** Data extract follows **

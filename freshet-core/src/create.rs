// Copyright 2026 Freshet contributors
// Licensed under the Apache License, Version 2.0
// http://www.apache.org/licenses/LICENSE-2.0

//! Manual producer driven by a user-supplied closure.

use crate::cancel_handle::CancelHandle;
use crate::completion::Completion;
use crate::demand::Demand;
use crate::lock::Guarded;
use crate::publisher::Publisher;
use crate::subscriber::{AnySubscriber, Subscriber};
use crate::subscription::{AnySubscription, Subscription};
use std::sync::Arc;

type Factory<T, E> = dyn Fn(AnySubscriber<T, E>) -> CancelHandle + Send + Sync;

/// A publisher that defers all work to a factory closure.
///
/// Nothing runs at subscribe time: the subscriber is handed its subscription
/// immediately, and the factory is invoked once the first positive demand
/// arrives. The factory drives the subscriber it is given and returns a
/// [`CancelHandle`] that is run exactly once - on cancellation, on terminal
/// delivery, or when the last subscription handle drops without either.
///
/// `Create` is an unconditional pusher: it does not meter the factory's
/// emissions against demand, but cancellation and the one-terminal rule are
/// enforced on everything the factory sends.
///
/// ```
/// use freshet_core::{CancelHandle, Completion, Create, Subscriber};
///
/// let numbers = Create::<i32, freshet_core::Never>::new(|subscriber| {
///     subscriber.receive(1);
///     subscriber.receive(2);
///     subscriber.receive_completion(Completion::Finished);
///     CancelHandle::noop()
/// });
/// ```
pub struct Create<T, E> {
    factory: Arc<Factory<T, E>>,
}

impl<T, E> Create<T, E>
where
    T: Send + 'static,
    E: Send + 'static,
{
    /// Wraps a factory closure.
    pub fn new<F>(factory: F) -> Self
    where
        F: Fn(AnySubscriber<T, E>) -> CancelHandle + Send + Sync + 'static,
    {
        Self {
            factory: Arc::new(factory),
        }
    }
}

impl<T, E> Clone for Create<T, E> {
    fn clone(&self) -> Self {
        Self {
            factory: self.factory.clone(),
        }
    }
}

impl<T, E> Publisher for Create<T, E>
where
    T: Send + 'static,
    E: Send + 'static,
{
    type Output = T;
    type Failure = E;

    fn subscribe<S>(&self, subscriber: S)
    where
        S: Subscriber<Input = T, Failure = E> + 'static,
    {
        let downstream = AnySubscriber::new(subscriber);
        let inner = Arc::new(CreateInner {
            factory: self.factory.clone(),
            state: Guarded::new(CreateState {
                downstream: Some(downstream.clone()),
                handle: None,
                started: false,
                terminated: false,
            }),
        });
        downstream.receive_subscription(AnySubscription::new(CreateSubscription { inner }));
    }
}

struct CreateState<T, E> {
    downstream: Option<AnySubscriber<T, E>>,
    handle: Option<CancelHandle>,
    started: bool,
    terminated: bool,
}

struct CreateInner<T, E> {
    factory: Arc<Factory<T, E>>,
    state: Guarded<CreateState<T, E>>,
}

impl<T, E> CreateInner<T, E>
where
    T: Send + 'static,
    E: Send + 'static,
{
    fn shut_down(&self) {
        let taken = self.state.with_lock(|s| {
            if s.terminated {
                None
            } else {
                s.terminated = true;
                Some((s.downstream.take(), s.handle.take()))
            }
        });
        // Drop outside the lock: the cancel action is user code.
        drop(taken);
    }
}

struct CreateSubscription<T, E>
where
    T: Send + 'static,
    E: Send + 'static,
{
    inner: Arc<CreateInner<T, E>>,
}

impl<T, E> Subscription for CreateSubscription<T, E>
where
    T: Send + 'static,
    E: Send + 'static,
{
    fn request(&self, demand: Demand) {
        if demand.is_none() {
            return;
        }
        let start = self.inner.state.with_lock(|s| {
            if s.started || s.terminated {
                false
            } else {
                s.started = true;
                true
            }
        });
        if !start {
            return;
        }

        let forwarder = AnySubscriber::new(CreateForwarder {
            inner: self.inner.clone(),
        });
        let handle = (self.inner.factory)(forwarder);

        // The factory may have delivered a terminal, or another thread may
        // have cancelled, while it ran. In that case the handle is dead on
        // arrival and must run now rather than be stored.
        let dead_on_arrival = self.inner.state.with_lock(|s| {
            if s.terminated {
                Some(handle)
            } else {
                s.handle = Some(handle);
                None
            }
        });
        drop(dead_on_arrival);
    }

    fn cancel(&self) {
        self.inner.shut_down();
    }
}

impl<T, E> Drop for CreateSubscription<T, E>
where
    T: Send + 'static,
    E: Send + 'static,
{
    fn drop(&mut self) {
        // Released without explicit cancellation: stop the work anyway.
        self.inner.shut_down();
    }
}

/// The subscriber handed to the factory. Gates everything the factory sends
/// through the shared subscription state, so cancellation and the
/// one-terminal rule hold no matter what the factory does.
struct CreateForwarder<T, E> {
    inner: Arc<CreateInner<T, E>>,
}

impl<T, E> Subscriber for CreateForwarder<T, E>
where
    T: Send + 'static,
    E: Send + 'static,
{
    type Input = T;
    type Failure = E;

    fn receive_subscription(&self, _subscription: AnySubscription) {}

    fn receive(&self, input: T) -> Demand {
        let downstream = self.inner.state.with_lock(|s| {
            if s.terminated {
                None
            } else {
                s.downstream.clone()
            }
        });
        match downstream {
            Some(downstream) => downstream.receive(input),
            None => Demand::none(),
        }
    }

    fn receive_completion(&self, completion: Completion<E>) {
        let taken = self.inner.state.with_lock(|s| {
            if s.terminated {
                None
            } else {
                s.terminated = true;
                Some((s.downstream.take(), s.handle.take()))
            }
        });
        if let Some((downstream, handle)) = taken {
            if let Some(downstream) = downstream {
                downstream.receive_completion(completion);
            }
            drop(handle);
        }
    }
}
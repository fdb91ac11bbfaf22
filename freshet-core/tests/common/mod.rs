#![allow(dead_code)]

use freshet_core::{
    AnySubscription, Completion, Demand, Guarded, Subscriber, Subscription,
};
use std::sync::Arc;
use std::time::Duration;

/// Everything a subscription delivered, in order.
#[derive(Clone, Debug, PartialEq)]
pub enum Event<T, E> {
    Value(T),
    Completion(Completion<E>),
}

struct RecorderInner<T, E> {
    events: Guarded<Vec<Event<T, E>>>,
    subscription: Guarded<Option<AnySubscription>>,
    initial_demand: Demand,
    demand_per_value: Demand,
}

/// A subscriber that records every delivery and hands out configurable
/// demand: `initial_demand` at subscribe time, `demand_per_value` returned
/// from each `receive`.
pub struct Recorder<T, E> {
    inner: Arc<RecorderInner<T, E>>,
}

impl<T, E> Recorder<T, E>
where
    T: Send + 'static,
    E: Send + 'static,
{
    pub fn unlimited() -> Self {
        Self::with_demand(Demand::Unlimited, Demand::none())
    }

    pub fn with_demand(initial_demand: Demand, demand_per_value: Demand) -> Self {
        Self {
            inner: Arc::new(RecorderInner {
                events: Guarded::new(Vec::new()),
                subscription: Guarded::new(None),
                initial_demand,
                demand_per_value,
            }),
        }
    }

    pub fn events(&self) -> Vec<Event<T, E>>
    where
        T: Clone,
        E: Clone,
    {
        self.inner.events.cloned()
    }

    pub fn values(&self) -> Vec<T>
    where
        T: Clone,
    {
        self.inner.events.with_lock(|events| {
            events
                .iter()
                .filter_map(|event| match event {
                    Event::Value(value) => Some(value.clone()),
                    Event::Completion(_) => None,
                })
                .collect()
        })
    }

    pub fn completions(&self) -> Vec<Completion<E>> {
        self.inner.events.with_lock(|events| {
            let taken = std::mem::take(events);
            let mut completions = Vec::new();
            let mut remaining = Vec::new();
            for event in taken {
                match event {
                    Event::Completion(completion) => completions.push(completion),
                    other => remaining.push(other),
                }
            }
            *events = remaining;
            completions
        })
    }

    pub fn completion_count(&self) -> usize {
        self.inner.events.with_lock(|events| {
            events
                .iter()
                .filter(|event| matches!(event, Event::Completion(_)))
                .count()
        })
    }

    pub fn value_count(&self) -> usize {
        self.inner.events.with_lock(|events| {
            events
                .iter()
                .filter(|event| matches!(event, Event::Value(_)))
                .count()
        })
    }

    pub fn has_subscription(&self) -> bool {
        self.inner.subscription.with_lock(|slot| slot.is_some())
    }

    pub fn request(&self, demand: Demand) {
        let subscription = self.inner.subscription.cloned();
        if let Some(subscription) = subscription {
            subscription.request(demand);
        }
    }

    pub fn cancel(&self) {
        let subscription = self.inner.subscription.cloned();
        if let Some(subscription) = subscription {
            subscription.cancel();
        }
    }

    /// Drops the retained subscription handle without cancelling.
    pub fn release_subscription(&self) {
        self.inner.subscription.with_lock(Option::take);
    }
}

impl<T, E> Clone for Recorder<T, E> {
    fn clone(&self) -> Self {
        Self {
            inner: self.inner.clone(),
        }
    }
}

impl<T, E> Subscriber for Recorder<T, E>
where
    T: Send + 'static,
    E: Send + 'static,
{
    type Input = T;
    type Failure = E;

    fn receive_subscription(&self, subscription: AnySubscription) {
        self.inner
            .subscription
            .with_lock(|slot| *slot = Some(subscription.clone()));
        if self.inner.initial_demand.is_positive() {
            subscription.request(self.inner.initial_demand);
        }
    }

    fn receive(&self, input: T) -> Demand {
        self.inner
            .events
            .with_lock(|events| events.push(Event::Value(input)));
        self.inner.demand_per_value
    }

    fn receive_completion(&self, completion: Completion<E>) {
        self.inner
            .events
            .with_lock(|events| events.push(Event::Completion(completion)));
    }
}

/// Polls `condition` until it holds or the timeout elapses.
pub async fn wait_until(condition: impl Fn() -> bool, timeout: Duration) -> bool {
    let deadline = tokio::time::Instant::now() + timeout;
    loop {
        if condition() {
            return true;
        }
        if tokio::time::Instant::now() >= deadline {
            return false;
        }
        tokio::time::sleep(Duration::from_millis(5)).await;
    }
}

** End of Data extract **

> _What is needed_: Return only the exact lines from the opening of the records through the line that contains "first positive demand", both included.

> _The completed task_:
filename freshet-core/src/create.rs
// Copyright 2026 Freshet contributors
// Licensed under the Apache License, Version 2.0
// http://www.apache.org/licenses/LICENSE-2.0

//! Manual producer driven by a user-supplied closure.

use crate::cancel_handle::CancelHandle;
use crate::completion::Completion;
use crate::demand::Demand;
use crate::lock::Guarded;
use crate::publisher::Publisher;
use crate::subscriber::{AnySubscriber, Subscriber};
use crate::subscription::{AnySubscription, Subscription};
use std::sync::Arc;

type Factory<T, E> = dyn Fn(AnySubscriber<T, E>) -> CancelHandle + Send + Sync;

/// A publisher that defers all work to a factory closure.
///
/// Nothing runs at subscribe time: the subscriber is handed its subscription
/// immediately, and the factory is invoked once the first positive demand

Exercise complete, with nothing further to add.